Abrupt-mediated control of Ninjurins regulates Drosophila sessile hemocyte compartments

Macrophage-like cells called hemocytes are key effectors of Drosophila cellular innate immune function. Larval hemocytes exist either in circulation or localise to segmentallyrepeated sessile hemocyte compartments (SHCs). While numerous functions have been proposed for SHCs, the mechanisms directing hemocytes to them are unclear. Here, we have exploited the developmentally-regulated dispersal of SHCs that occurs at pupariation to identify the Abrupt (Ab) transcription factor (TF) and Ninjurin cell adhesion molecules as regulators of hemocyte recruitment to SHCs. We show that larval hemocytes express Ninjurins which are required for targeting hemocytes to SHCs. However, at pupariation, ecdysteroid signaling stimulates Ab expression, which collaborates with TFs including Blimp-1 and Hr3 to repress Ninjurins and disperse hemocytes.

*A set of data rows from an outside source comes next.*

//! Sprint tools.

use schemars::JsonSchema;
use serde::Deserialize;
use serde_json::Value;
use youtrack_api::YouTrackClient;
use youtrack_api::models::{NewSprint, SearchOptions, SprintPatch};

use super::{count, default_top, display_field, parse_params};
use crate::types::ToolOutcome;

#[derive(Debug, Deserialize, JsonSchema)]
#[serde(rename_all = "camelCase")]
pub struct ListSprintsParams {
  /// Agile board ID.
  pub board_id: String,
  /// Number of items to skip for pagination.
  #[serde(default)]
  pub skip: u64,
  /// Maximum number of items to return.
  #[serde(default = "default_top")]
  pub top: u64,
  /// Comma-separated list of fields to return.
  pub fields: Option<String>,
}

#[derive(Debug, Deserialize, JsonSchema)]
#[serde(rename_all = "camelCase")]
pub struct GetSprintParams {
  /// Agile board ID.
  pub board_id: String,
  /// Sprint ID.
  pub sprint_id: String,
  /// Comma-separated list of fields to return.
  pub fields: Option<String>,
}

#[derive(Debug, Deserialize, JsonSchema)]
#[serde(rename_all = "camelCase")]
pub struct CreateSprintParams {
  /// Agile board ID.
  pub board_id: String,
  /// Sprint name.
  pub name: String,
  /// Sprint goal.
  pub goal: Option<String>,
  /// Start date as a Unix timestamp in milliseconds.
  pub start: Option<i64>,
  /// Finish date as a Unix timestamp in milliseconds.
  pub finish: Option<i64>,
}

#[derive(Debug, Deserialize, JsonSchema)]
#[serde(rename_all = "camelCase")]
pub struct UpdateSprintParams {
  /// Agile board ID.
  pub board_id: String,
  /// Sprint ID.
  pub sprint_id: String,
  /// Updated sprint name.
  pub name: Option<String>,
  /// Updated sprint goal.
  pub goal: Option<String>,
  /// Updated start date as a Unix timestamp in milliseconds.
  pub start: Option<i64>,
  /// Updated finish date as a Unix timestamp in milliseconds.
  pub finish: Option<i64>,
  /// Archive (true) or unarchive (false) the sprint.
  pub archived: Option<bool>,
}

pub async fn list_sprints(client: &YouTrackClient, args: Value) -> ToolOutcome {
  let params: ListSprintsParams = match parse_params(args) {
    Ok(p) => p,
    Err(outcome) => return outcome,
  };

  let options = SearchOptions {
    skip: params.skip,
    top: params.top,
    fields: params.fields,
    ..SearchOptions::default()
  };

  match client.list_sprints(&params.board_id, &options).await {
    Ok(sprints) => {
      let found = count(&sprints);
      ToolOutcome::ok(
        sprints,
        format!("Retrieved {found} sprints for board {}", params.board_id),
      )
    }
    Err(e) => ToolOutcome::fail(e.to_string()),
  }
}

pub async fn get_sprint(client: &YouTrackClient, args: Value) -> ToolOutcome {
  let params: GetSprintParams = match parse_params(args) {
    Ok(p) => p,
    Err(outcome) => return outcome,
  };

  match client
    .get_sprint(&params.board_id, &params.sprint_id, params.fields.as_deref())
    .await
  {
    Ok(sprint) => {
      let name = display_field(&sprint, "name", &params.sprint_id).to_string();
      ToolOutcome::ok(sprint, format!("Retrieved sprint {name}"))
    }
    Err(e) => ToolOutcome::fail(e.to_string()),
  }
}

pub async fn create_sprint(client: &YouTrackClient, args: Value) -> ToolOutcome {
  let params: CreateSprintParams = match parse_params(args) {
    Ok(p) => p,
    Err(outcome) => return outcome,
  };

  let sprint = NewSprint {
    name: params.name.clone(),
    goal: params.goal,
    start: params.start,
    finish: params.finish,
  };

  match client.create_sprint(&params.board_id, &sprint).await {
    Ok(created) => {
      let name = display_field(&created, "name", &params.name).to_string();
      ToolOutcome::ok(created, format!("Created sprint {name}"))
    }
    Err(e) => ToolOutcome::fail(e.to_string()),
  }
}

pub async fn update_sprint(client: &YouTrackClient, args: Value) -> ToolOutcome {
  let params: UpdateSprintParams = match parse_params(args) {
    Ok(p) => p,
    Err(outcome) => return outcome,
  };

  let patch = SprintPatch {
    name: params.name,
    goal: params.goal,
    start: params.start,
    finish: params.finish,
    archived: params.archived,
  };

  match client.update_sprint(&params.board_id, &params.sprint_id, &patch).await {
    Ok(updated) => {
      let name = display_field(&updated, "name", &params.sprint_id).to_string();
      ToolOutcome::ok(updated, format!("Updated sprint {name}"))
    }
    Err(e) => ToolOutcome::fail(e.to_string()),
  }
}
//! # Agile Board Endpoints

use reqwest::Method;
use serde_json::Value;

use super::fields_query;
use crate::client::YouTrackClient;
use crate::error::ApiError;
use crate::models::{BoardPatch, NewBoard, SearchOptions};

impl YouTrackClient {
  /// List agile boards.
  pub async fn list_boards(&self, options: &SearchOptions) -> Result<Value, ApiError> {
    self.request(Method::GET, "/agiles", None, &options.to_query()).await
  }

  /// Fetch an agile board by id.
  pub async fn get_board(&self, board_id: &str, fields: Option<&str>) -> Result<Value, ApiError> {
    self
      .request(Method::GET, &format!("/agiles/{board_id}"), None, &fields_query(fields))
      .await
  }

  /// Create an agile board spanning the given projects.
  pub async fn create_board(&self, board: &NewBoard) -> Result<Value, ApiError> {
    self.post_json("/agiles", board, &[]).await
  }

  /// Update an agile board.
  pub async fn update_board(&self, board_id: &str, patch: &BoardPatch) -> Result<Value, ApiError> {
    self.post_json(&format!("/agiles/{board_id}"), patch, &[]).await
  }
}

#[cfg(test)]
mod tests {
  use anyhow::Result;
  use serde_json::json;
  use wiremock::matchers::{body_json, method, path};
  use wiremock::{Mock, MockServer, ResponseTemplate};

  use crate::endpoints::test_support::test_client;
  use crate::models::{EntityRef, NewBoard, SearchOptions};

  #[tokio::test]
  async fn test_list_boards() -> Result<()> {
    let mock_server = MockServer::start().await;

    Mock::given(method("GET"))
      .and(path("/api/agiles"))
      .respond_with(ResponseTemplate::new(200).set_body_json(json!([{"id": "7-1", "name": "Demo Board"}])))
      .mount(&mock_server)
      .await;

    let client = test_client(&mock_server);
    let boards = client.list_boards(&SearchOptions::page(0, 50)).await?;
    assert_eq!(boards[0]["name"], "Demo Board");

    Ok(())
  }

  #[tokio::test]
  async fn test_create_board_with_projects() -> Result<()> {
    let mock_server = MockServer::start().await;

    Mock::given(method("POST"))
      .and(path("/api/agiles"))
      .and(body_json(json!({"name": "Sprint Board", "projects": [{"id": "0-0"}]})))
      .respond_with(ResponseTemplate::new(200).set_body_json(json!({"id": "7-2", "name": "Sprint Board"})))
      .mount(&mock_server)
      .await;

    let client = test_client(&mock_server);
    let board = NewBoard {
      name: "Sprint Board".to_string(),
      projects: vec![EntityRef::from("0-0")],
    };
    let created = client.create_board(&board).await?;
    assert_eq!(created["id"], "7-2");

    Ok(())
  }
}
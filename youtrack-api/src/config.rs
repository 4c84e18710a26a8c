//! Client configuration.
//!
//! All knobs are fixed at construction; the client never mutates its
//! configuration afterwards. `from_env` mirrors the environment surface the
//! server binary documents (`YOUTRACK_*` plus the optional Cloudflare Access
//! pair).

use std::env;

/// Default request timeout in milliseconds.
pub const DEFAULT_TIMEOUT_MS: u64 = 30_000;

/// Default value for the (inert) retry knob.
pub const DEFAULT_MAX_RETRIES: u32 = 3;

/// Configuration for [`YouTrackClient`](crate::YouTrackClient).
#[derive(Debug, Clone)]
pub struct ApiConfig {
  /// YouTrack instance URL, without the `/api` suffix.
  pub base_url: String,
  /// Permanent token for bearer authentication.
  pub token: Option<String>,
  /// Username for basic authentication (used only when no token is set).
  pub username: Option<String>,
  /// Password for basic authentication.
  pub password: Option<String>,
  /// Process-wide request timeout in milliseconds.
  pub timeout_ms: u64,
  /// Accepted for compatibility with existing deployments; the client makes
  /// exactly one attempt per request and never consults this value.
  pub max_retries: u32,
  /// Log request/response details at debug level.
  pub debug: bool,
  /// Optional `CF-Access-Client-Id` header for Cloudflare Access proxies.
  pub cf_access_client_id: Option<String>,
  /// Optional `CF-Access-Client-Secret` header.
  pub cf_access_client_secret: Option<String>,
}

impl ApiConfig {
  /// Create a configuration with defaults for everything but the base URL.
  pub fn new(base_url: &str) -> Self {
    Self {
      base_url: base_url.trim_end_matches('/').to_string(),
      token: None,
      username: None,
      password: None,
      timeout_ms: DEFAULT_TIMEOUT_MS,
      max_retries: DEFAULT_MAX_RETRIES,
      debug: false,
      cf_access_client_id: None,
      cf_access_client_secret: None,
    }
  }

  /// Build a configuration from `YOUTRACK_*` environment variables.
  ///
  /// Returns `None` when `YOUTRACK_BASE_URL` is unset; every other variable
  /// falls back to its default.
  pub fn from_env() -> Option<Self> {
    let base_url = env::var("YOUTRACK_BASE_URL").ok()?;
    let mut config = Self::new(&base_url);
    config.token = env::var("YOUTRACK_TOKEN").ok();
    config.username = env::var("YOUTRACK_USERNAME").ok();
    config.password = env::var("YOUTRACK_PASSWORD").ok();
    config.timeout_ms = env::var("YOUTRACK_REQUEST_TIMEOUT")
      .ok()
      .and_then(|v| v.parse().ok())
      .unwrap_or(DEFAULT_TIMEOUT_MS);
    config.max_retries = env::var("YOUTRACK_MAX_RETRIES")
      .ok()
      .and_then(|v| v.parse().ok())
      .unwrap_or(DEFAULT_MAX_RETRIES);
    config.debug = env::var("YOUTRACK_DEBUG").is_ok_and(|v| v == "true");
    config.cf_access_client_id = env::var("CF_ACCESS_CLIENT_ID").ok();
    config.cf_access_client_secret = env::var("CF_ACCESS_CLIENT_SECRET").ok();
    Some(config)
  }

  /// A configuration is usable when it has either a token or a full
  /// username/password pair.
  pub fn has_credentials(&self) -> bool {
    self.token.is_some() || (self.username.is_some() && self.password.is_some())
  }
}

#[cfg(test)]
mod tests {
  use super::*;

  #[test]
  fn test_trailing_slash_is_trimmed() {
    let config = ApiConfig::new("https://example.youtrack.cloud/");
    assert_eq!(config.base_url, "https://example.youtrack.cloud");
  }

  #[test]
  fn test_defaults() {
    let config = ApiConfig::new("https://example.youtrack.cloud");
    assert_eq!(config.timeout_ms, 30_000);
    assert_eq!(config.max_retries, 3);
    assert!(!config.debug);
    assert!(!config.has_credentials());
  }

  #[test]
  fn test_has_credentials() {
    let mut config = ApiConfig::new("https://example.youtrack.cloud");
    config.username = Some("jane".to_string());
    assert!(!config.has_credentials(), "username alone is not enough");

    config.password = Some("secret".to_string());
    assert!(config.has_credentials());

    let mut config = ApiConfig::new("https://example.youtrack.cloud");
    config.token = Some("perm-token".to_string());
    assert!(config.has_credentials());
  }
}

We observe that experimental manipulations that antagonise Ninjurin function in larval hemocytes cause premature SHC dispersal, while stabilization of Ninjurins in hemocytes blocks developmentally-regulated SHC remodeling and increases sensitivity to immune challenges. Cumulatively, our data indicate that control of Ninjurin activity provides a common target through which diverse developmental, environmental, and immune stimuli can be integrated to control hemocyte dispersal and immune function.